Axillary nodal yield, minimum nodes, breast cancer


Background: Axillary nodal spread is an established prognostic factor in breast cancer. Axillary nodal dissection and subsequent pathological examination is considered the gold standard technique of assessing the axilla for metastatic disease. A minimum of ten level I axillary nodes are required to be examined before an axillary specimen can be reliably labeled as disease free. This recommendation is based on a mathematical prediction model and such methodology has certain inherent limitations. In this study, we sought to revisit this concept of minimum nodes required to deem an axilla as true negative by using a linear correlation model.

Methods: Medical records of 165 consecutive breast cancer patients attending a medical oncology department for adjuvant therapy were assessed for inclusion. One hundred and forty-five breast cancer patients in clinical stages I-III met the inclusion criteria. Patients referred after neoadjuvant chemotherapy, breast conservation surgery, palliative mastectomy, and mastectomy for metastatic disease were excluded from the study. The study samples were segregated into groups of 1-5, 6-10, 11-15, 16-20, 21-25, and more than 25 nodes. A linear regression model was used to assess the association between the nodal positivity and nodal groups. The spearman rho with P value was calculated for the model. Factors influencing the nodal yield of an axillary specimen were selected from the published literature and the same variables were evaluated in the study cohort.

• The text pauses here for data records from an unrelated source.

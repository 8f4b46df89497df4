use std::fs;
use std::path::{Path, PathBuf};

use crate::models::error::RecorderError;
use crate::models::recording_result::{ExportArtifact, ExportMetadata};

/// Write an exported artifact into `directory` with a JSON metadata sidecar.
///
/// Creates `{directory}/{file_name}` and `{file_stem}.metadata.json` next to
/// it. Returns the artifact path.
pub fn write_artifact(artifact: &ExportArtifact, directory: &Path) -> Result<PathBuf, RecorderError> {
    fs::create_dir_all(directory)
        .map_err(|e| RecorderError::StorageError(format!("failed to create directory: {}", e)))?;

    let path = directory.join(&artifact.file_name);
    fs::write(&path, &artifact.data)
        .map_err(|e| RecorderError::StorageError(format!("failed to write artifact: {}", e)))?;
    write_metadata(&artifact.metadata, &path)?;
    Ok(path)
}

/// Write export metadata as a JSON sidecar file.
pub fn write_metadata(metadata: &ExportMetadata, artifact_path: &Path) -> Result<(), RecorderError> {
    let metadata_path = artifact_path.with_extension("metadata.json");
    let json = serde_json::to_string_pretty(metadata)
        .map_err(|e| RecorderError::StorageError(format!("failed to serialize metadata: {}", e)))?;
    fs::write(&metadata_path, json)
        .map_err(|e| RecorderError::StorageError(format!("failed to write metadata: {}", e)))?;
    Ok(())
}

/// Read export metadata from a JSON sidecar file.
pub fn read_metadata(artifact_path: &Path) -> Result<ExportMetadata, RecorderError> {
    let metadata_path = artifact_path.with_extension("metadata.json");
    let json = fs::read_to_string(&metadata_path)
        .map_err(|e| RecorderError::StorageError(format!("failed to read metadata: {}", e)))?;
    let metadata: ExportMetadata = serde_json::from_str(&json)
        .map_err(|e| RecorderError::StorageError(format!("failed to parse metadata: {}", e)))?;
    Ok(metadata)
}

#[cfg(test)]
mod tests {
    use super::*;

    fn temp_dir(name: &str) -> PathBuf {
        std::env::temp_dir().join(format!("recorder_core_test_{}_{}", name, uuid::Uuid::new_v4()))
    }

    #[test]
    fn artifact_and_sidecar_round_trip() {
        let dir = temp_dir("artifact");
        let artifact = ExportArtifact {
            data: b"mp4-bytes".to_vec(),
            file_name: "demo.mp4".into(),
            metadata: ExportMetadata::new(2, 20, 9, "deadbeef"),
        };

        let path = artifact.save_to(&dir).unwrap();

        assert_eq!(path, dir.join("demo.mp4"));
        assert_eq!(fs::read(&path).unwrap(), b"mp4-bytes");
        assert!(dir.join("demo.metadata.json").exists());
        assert_eq!(read_metadata(&path).unwrap(), artifact.metadata);

        fs::remove_dir_all(&dir).ok();
    }

    #[test]
    fn missing_sidecar_is_a_storage_error() {
        let err = read_metadata(&temp_dir("missing").join("none.mp4")).unwrap_err();
        assert!(matches!(err, RecorderError::StorageError(_)));
    }
}
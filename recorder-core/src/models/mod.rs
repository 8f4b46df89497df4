pub mod audio_models;
pub mod chunk;
pub mod config;
pub mod error;
pub mod recording_result;
pub mod settings;
pub mod state;
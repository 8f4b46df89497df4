use std::time::Duration;

use super::settings::RecordingSettings;

/// Minimum free storage before a session is aborted (25 MiB).
pub const DEFAULT_MIN_FREE_BYTES: u64 = 25 * 1024 * 1024;

/// How long a stopped session waits for the source's flush fragment.
pub const DEFAULT_GRACE_PERIOD: Duration = Duration::from_secs(3);

/// Timeslice requested from the capture source.
pub const DEFAULT_CHUNK_INTERVAL: Duration = Duration::from_millis(500);

/// Adaptive filter construction options.
#[derive(Debug, Clone, Copy, PartialEq)]
pub struct FilterOptions {
    /// Number of taps. Controls adaptation memory and per-sample cost.
    pub filter_length: usize,
    /// LMS step size `mu`. Trades convergence speed against stability.
    pub step_size: f32,
}

impl FilterOptions {
    pub fn validate(&self) -> Result<(), String> {
        if self.filter_length == 0 {
            return Err("filter length must be positive".into());
        }
        if !self.step_size.is_finite() || self.step_size <= 0.0 {
            return Err(format!("step size must be positive and finite: {}", self.step_size));
        }
        Ok(())
    }
}

impl Default for FilterOptions {
    fn default() -> Self {
        Self {
            filter_length: 128,
            step_size: 0.01,
        }
    }
}

/// Configuration for a recorder.
#[derive(Debug, Clone, PartialEq)]
pub struct RecorderConfiguration {
    /// Adaptive filter shape, used when the filtered mix is selected.
    pub filter: FilterOptions,

    /// Abort the session when available storage drops below this (default: 25 MiB).
    pub min_free_bytes: u64,

    /// Wait for the source's flush fragment after stop (default: 3s).
    pub grace_period: Duration,

    /// Fragment timeslice requested from the capture source (default: 500ms).
    pub chunk_interval: Duration,

    /// Quality, frame rate and source toggles.
    pub settings: RecordingSettings,
}

impl RecorderConfiguration {
    /// Configuration with default tuning around persisted user settings.
    pub fn with_settings(settings: RecordingSettings) -> Self {
        Self {
            settings,
            ..Default::default()
        }
    }

    /// Whether the filtered mix is requested. Follows the user's echo
    /// cancellation setting and is latched at graph assembly.
    pub fn filter_enabled(&self) -> bool {
        self.settings.echo_cancellation
    }

    pub fn validate(&self) -> Result<(), String> {
        self.filter.validate()?;
        self.settings.validate()?;
        if self.chunk_interval.is_zero() {
            return Err("chunk interval must be positive".into());
        }
        Ok(())
    }
}

impl Default for RecorderConfiguration {
    fn default() -> Self {
        Self {
            filter: FilterOptions::default(),
            min_free_bytes: DEFAULT_MIN_FREE_BYTES,
            grace_period: DEFAULT_GRACE_PERIOD,
            chunk_interval: DEFAULT_CHUNK_INTERVAL,
            settings: RecordingSettings::default(),
        }
    }
}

Results: A total of 1882 nodes were harvested from 145 axillary specimens and 320 nodes were positive for metastatic disease. The mean nodal harvest per axillary specimen was 11 nodes. The linear correlation model evaluating the association between nodal positivity and total nodal yield showed a spearman correlation coefficient of Rho = - 0.82 with P=0.04. To avoid bias due to the uneven sample size, the nodal ratio was calculated for each group and the linear association model reapplied to test the association with the total nodal harvest. A spearman rho of R = -0.94 with P=0.004 was obtained. The nodal groups tested for significance showed P= 0.0001 for the group 1-15 nodes. Evaluation of the factors likely to influence nodal yield showed that age (P=0.15) and obesity (P=0.67) had no effect on the nodal harvest. Tumor stage (P<0.001) and operating surgeon (P=0.0001) had a significant effect on the total nodal harvest.

Conclusions: The recommendation of a minimum of ten axillary nodes to be examined to determine true negativity of an axillary specimen needs reassessment. A new minimum of fifteen nodes is suggested before an axillary specimen is reliably deemed free of metastatic disease.